# Cree spice models.



## ianfield (Nov 29, 2012)

Anyone know if Cree spice models exist?

Tried google - some of the Cree links won't even open!

I'm using LTspice - it can read Pspice files.

Thanks for any help.


----------



## Gunner12 (Nov 29, 2012)

The Luxeon III modes could work decently and that is bundled with LTSpice. The Vf would be a high compared to the Crees, but the overall properties should be similar (both are high power LEDs, except the Luxeon is old).

I've only dabbled with spice though, so someone with more experience would know more.


----------



## ianfield (Nov 29, 2012)

Gunner12 said:


> The Luxeon III modes could work decently and that is bundled with LTSpice. The Vf would be a high compared to the Crees, but the overall properties should be similar (both are high power LEDs, except the Luxeon is old).
> 
> I've only dabbled with spice though, so someone with more experience would know more.



Thanks.

Cree seem to use their own unique simulation system, I thought of Luxeon - still searching.

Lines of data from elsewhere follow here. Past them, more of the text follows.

// Copyright (c) 2025 Erick Bourgeois, firestoned
// SPDX-License-Identifier: MIT

//! Error types for the App Operator.
//!
//! Every fallible path in the resource chain returns [`Error`], so the engine
//! can classify failures, count them by kind and decide between surfacing,
//! retrying and soft-skipping. Target-cluster unavailability is deliberately
//! *not* an error: units record it on the reconciliation context and cancel
//! the chain instead.

use thiserror::Error;

/// Errors produced by the operator.
#[derive(Error, Debug)]
pub enum Error {
    /// A required configuration value is missing or empty at startup. Fatal.
    #[error("invalid config: {0} must not be empty")]
    InvalidConfig(&'static str),

    /// An observed object does not have the expected shape.
    #[error("wrong type: expected {expected}, got {got}")]
    WrongType {
        /// What the caller expected to find.
        expected: &'static str,
        /// What was actually found.
        got: String,
    },

    /// An observed object is missing a value that must be present.
    #[error("empty value: {0}")]
    EmptyValue(String),

    /// A referenced catalog, config map, secret or data key is absent.
    #[error("not found: {0}")]
    NotFound(String),

    /// Optimistic-concurrency failure on a status update; retried on the
    /// next sweep.
    #[error("conflict updating {0}")]
    Conflict(String),

    /// Kubernetes API error.
    #[error(transparent)]
    Kube(#[from] kube::Error),

    /// Kubeconfig bytes in a referenced secret could not be parsed.
    #[error("kubeconfig error: {0}")]
    Kubeconfig(#[from] kube::config::KubeconfigError),

    /// YAML decoding or encoding failure in the values merger.
    #[error("yaml error: {0}")]
    Yaml(#[from] serde_yaml::Error),

    /// JSON serialization failure building a patch.
    #[error("json error: {0}")]
    Json(#[from] serde_json::Error),
}

impl Error {
    /// Stable kind string for logs and the per-kind error metric.
    #[must_use]
    pub fn kind(&self) -> &'static str {
        match self {
            Error::InvalidConfig(_) => "invalid_config",
            Error::WrongType { .. } => "wrong_type",
            Error::EmptyValue(_) => "empty_value",
            Error::NotFound(_) => "not_found",
            Error::Conflict(_) => "conflict",
            Error::Kube(_) => "kube_api",
            Error::Kubeconfig(_) => "kubeconfig",
            Error::Yaml(_) => "yaml",
            Error::Json(_) => "json",
        }
    }

    /// Whether this error means a referenced object is absent, either as our
    /// own [`Error::NotFound`] or as a Kubernetes 404.
    #[must_use]
    pub fn is_not_found(&self) -> bool {
        match self {
            Error::NotFound(_) => true,
            Error::Kube(err) => is_kube_not_found(err),
            _ => false,
        }
    }

    /// Whether this error is an optimistic-concurrency conflict.
    #[must_use]
    pub fn is_conflict(&self) -> bool {
        match self {
            Error::Conflict(_) => true,
            Error::Kube(kube::Error::Api(resp)) => resp.code == 409,
            _ => false,
        }
    }
}

/// Whether a Kubernetes API error is a 404.
#[must_use]
pub fn is_kube_not_found(err: &kube::Error) -> bool {
    matches!(err, kube::Error::Api(resp) if resp.code == 404)
}

/// Whether a Kubernetes API error means the API server cannot currently be
/// reached: transport failures and gateway-style 5xx responses.
///
/// Units use this to classify target-cluster calls as soft skips instead of
/// burning retries on a dead cluster.
#[must_use]
pub fn is_api_unavailable(err: &kube::Error) -> bool {
    match err {
        kube::Error::Api(resp) => matches!(resp.code, 502 | 503 | 504),
        // Network/connection errors surface as service errors
        kube::Error::Service(_) => true,
        _ => false,
    }
}

/// Convenience alias used throughout the resource chain.
pub type Result<T, E = Error> = std::result::Result<T, E>;

#[cfg(test)]
#[path = "errors_tests.rs"]
mod errors_tests;
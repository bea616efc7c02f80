// Copyright (c) 2025 Erick Bourgeois, firestoned
// SPDX-License-Identifier: MIT

//! Unit tests for `errors.rs`

#[cfg(test)]
mod tests {
    use crate::errors::{is_api_unavailable, is_kube_not_found, Error};
    use kube::core::Status;

    fn api_error(code: u16) -> kube::Error {
        let mut status = Status::failure("test", "test");
        status.code = code;
        kube::Error::Api(Box::new(status))
    }

    #[test]
    fn test_kind_strings_are_stable() {
        assert_eq!(Error::InvalidConfig("chart_namespace").kind(), "invalid_config");
        assert_eq!(Error::NotFound("catalog".to_string()).kind(), "not_found");
        assert_eq!(Error::Conflict("app".to_string()).kind(), "conflict");
        assert_eq!(
            Error::EmptyValue("catalog not resolved".to_string()).kind(),
            "empty_value"
        );
        assert_eq!(
            Error::WrongType {
                expected: "YAML mapping",
                got: "sequence".to_string()
            }
            .kind(),
            "wrong_type"
        );
        assert_eq!(Error::Kube(api_error(500)).kind(), "kube_api");
    }

    #[test]
    fn test_is_not_found_matches_own_and_kube_404() {
        assert!(Error::NotFound("catalog".to_string()).is_not_found());
        assert!(Error::Kube(api_error(404)).is_not_found());
        assert!(!Error::Kube(api_error(500)).is_not_found());
        assert!(!Error::Conflict("app".to_string()).is_not_found());
    }

    #[test]
    fn test_is_kube_not_found() {
        assert!(is_kube_not_found(&api_error(404)));
        assert!(!is_kube_not_found(&api_error(409)));
    }

    #[test]
    fn test_is_conflict() {
        assert!(Error::Conflict("app".to_string()).is_conflict());
        assert!(Error::Kube(api_error(409)).is_conflict());
        assert!(!Error::Kube(api_error(404)).is_conflict());
    }

    #[test]
    fn test_gateway_errors_classify_as_unavailable() {
        assert!(is_api_unavailable(&api_error(502)));
        assert!(is_api_unavailable(&api_error(503)));
        assert!(is_api_unavailable(&api_error(504)));
    }

    #[test]
    fn test_client_errors_do_not_classify_as_unavailable() {
        assert!(!is_api_unavailable(&api_error(404)));
        assert!(!is_api_unavailable(&api_error(409)));
        assert!(!is_api_unavailable(&api_error(500)));
    }

    #[test]
    fn test_service_errors_classify_as_unavailable() {
        let io_err = std::io::Error::new(std::io::ErrorKind::ConnectionRefused, "connect refused");
        let err = kube::Error::Service(Box::new(io_err));
        assert!(is_api_unavailable(&err));
    }

    #[test]
    fn test_error_messages_name_the_subject() {
        let err = Error::InvalidConfig("resync_period");
        assert_eq!(err.to_string(), "invalid config: resync_period must not be empty");

        let err = Error::NotFound("catalog \"default\"".to_string());
        assert!(err.to_string().contains("catalog"));
    }
}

Basically any model for a typical 3W white LED would do for simulating buck converter experiments.


----------



## Gunner12 (Nov 29, 2012)

IIRC, there is a Luxeon I and Luxeon III (or similar) model in LTspice already, at least the version I have has Lumileds/Luxeon on there (got it a few months ago).


----------



## ianfield (Nov 29, 2012)

Gunner12 said:


> IIRC, there is a Luxeon I and Luxeon III (or similar) model in LTspice already, at least the version I have has Lumileds/Luxeon on there (got it a few months ago).



Presumably I'd have to know the type numbers before I could pick them out of the component selector - I've raided the Farnell power LED selection for PDFs, hopefully some part numbers will coincide, that way I'll also be able to see what I'm looking at.


----------



## Gunner12 (Nov 29, 2012)

Here are the ones I have:
LXHL-BW02, Luxeon 1, (datasheet)
LXK2-PW14, Luxeon K2, (datasheet)
W5AP-LZMZ-5K8L, Osram Diamond Dragon, (datasheet) <- for some reason, this is under Lumileds

Not sure what colors those are though.

I placed an LED component in LTSpice, went to "Pick new diode", sorted the diodes by type (LED, schottky etc.), and looked for one that could take a decent amount of current (more then 100 mA).


----------



## ianfield (Nov 30, 2012)

Gunner12 said:


> Here are the ones I have:
> LXHL-BW02, Luxeon 1, (datasheet)
> LXK2-PW14, Luxeon K2, (datasheet)
> W5AP-LZMZ-5K8L, Osram Diamond Dragon, (datasheet) <- for some reason, this is under Lumileds
> ...



Thanks.

Possibly a better strategy is invoke component in LTspice and copy down the LED numbers from the list, that way I can narrow the datasheet search to what LTspice has in standard.dio.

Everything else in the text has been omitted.